■ TASK DESCRIPTION: Lines with the word "FatalResult": copy all of them from the entries below.

■ INPUT:
________________

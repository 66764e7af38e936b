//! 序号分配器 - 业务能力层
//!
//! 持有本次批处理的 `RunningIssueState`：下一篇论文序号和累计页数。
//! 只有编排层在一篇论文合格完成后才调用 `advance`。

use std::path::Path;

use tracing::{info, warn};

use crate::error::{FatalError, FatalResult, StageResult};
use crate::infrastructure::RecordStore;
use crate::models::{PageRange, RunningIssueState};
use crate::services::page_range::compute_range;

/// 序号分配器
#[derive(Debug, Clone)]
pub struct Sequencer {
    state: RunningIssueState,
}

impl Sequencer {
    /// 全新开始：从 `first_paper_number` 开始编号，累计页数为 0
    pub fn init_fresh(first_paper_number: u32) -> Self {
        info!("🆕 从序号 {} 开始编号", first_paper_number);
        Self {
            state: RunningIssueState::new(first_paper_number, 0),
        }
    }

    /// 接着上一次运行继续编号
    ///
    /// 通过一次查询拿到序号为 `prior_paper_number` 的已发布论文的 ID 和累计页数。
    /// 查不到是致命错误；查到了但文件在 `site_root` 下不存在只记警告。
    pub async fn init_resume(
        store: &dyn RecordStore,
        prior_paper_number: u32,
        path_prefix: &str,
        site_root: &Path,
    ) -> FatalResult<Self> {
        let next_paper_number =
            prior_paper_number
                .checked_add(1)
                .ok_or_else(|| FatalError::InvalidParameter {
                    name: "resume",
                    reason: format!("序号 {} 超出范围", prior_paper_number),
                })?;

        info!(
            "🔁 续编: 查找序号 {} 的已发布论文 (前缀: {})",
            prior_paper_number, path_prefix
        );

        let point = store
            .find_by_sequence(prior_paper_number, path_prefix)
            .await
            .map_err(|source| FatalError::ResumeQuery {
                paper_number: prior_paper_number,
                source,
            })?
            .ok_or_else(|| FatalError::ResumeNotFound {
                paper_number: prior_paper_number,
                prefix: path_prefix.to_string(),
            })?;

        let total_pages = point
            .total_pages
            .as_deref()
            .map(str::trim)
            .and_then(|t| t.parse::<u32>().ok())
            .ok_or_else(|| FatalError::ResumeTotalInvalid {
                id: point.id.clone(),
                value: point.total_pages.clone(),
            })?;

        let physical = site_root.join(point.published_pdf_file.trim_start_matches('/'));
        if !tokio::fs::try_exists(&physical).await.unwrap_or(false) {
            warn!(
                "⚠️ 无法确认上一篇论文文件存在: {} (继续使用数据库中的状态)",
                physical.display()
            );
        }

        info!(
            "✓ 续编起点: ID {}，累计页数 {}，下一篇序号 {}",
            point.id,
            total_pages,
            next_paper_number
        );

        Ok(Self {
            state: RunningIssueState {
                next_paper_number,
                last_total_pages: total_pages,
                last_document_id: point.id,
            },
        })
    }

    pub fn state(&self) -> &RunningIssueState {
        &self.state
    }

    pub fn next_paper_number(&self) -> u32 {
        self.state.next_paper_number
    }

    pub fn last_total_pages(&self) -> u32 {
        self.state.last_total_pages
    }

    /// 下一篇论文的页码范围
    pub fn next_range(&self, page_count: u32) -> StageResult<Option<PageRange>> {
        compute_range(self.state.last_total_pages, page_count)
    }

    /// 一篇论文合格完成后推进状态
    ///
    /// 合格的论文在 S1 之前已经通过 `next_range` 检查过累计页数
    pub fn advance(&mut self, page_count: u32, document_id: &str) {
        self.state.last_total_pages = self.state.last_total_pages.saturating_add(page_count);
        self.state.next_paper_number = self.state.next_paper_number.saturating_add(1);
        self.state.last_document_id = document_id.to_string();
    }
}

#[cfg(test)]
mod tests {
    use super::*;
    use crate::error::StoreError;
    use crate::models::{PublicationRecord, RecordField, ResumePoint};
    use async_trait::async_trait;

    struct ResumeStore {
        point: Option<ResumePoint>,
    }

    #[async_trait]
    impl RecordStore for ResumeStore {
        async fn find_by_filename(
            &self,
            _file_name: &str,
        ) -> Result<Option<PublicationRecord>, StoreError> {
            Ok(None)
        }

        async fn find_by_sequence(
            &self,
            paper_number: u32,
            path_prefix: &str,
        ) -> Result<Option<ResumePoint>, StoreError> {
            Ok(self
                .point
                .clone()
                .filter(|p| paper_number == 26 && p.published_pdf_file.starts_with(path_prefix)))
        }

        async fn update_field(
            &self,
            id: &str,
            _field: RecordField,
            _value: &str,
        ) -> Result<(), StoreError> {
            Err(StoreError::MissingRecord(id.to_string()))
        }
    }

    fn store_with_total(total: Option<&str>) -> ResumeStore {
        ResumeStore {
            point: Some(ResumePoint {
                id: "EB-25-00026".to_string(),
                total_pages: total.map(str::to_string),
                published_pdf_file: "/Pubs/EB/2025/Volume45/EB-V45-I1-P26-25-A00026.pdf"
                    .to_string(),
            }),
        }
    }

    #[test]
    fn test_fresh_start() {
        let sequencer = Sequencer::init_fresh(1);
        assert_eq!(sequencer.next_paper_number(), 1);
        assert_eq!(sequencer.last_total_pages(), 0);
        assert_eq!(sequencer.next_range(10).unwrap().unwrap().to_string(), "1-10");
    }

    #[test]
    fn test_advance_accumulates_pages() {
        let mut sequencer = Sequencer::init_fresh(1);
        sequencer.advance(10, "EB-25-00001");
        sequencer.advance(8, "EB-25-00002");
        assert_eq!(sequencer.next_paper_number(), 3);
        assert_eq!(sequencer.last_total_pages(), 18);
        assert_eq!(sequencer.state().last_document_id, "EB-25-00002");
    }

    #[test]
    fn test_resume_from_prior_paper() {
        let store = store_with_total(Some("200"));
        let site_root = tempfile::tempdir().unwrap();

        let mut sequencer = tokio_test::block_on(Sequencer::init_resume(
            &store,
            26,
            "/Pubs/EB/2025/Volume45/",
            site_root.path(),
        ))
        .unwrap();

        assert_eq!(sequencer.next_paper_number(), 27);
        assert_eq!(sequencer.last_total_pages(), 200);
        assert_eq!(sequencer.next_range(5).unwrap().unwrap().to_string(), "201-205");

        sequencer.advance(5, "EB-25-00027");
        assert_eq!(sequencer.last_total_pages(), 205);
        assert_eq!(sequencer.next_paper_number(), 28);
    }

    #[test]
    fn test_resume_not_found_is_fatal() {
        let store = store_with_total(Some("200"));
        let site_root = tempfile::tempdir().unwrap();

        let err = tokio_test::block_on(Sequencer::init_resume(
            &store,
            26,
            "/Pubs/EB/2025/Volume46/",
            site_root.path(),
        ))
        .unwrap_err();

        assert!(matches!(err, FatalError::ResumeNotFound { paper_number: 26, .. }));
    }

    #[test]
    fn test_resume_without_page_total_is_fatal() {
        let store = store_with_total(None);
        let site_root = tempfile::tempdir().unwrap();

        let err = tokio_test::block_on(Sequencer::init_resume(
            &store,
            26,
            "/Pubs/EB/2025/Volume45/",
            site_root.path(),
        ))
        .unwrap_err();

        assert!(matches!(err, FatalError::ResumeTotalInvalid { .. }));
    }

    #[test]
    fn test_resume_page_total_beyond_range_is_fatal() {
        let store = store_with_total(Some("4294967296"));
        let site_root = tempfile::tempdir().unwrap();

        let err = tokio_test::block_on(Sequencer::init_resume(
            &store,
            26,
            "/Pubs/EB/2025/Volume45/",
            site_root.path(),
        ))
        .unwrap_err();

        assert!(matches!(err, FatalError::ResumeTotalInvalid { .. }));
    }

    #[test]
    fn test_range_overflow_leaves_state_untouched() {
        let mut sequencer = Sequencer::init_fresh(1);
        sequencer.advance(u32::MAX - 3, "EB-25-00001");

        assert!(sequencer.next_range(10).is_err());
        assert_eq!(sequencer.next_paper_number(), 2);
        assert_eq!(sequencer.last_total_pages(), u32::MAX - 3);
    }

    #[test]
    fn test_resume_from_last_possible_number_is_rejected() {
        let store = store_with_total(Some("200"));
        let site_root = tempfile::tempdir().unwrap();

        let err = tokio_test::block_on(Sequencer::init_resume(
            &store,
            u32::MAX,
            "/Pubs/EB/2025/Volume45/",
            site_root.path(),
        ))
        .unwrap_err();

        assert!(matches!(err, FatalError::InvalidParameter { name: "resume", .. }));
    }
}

________________

■ EXERCISE RESPONSE:
use crate::error::{FatalError, FatalResult, StageResult};
    ) -> FatalResult<Self> {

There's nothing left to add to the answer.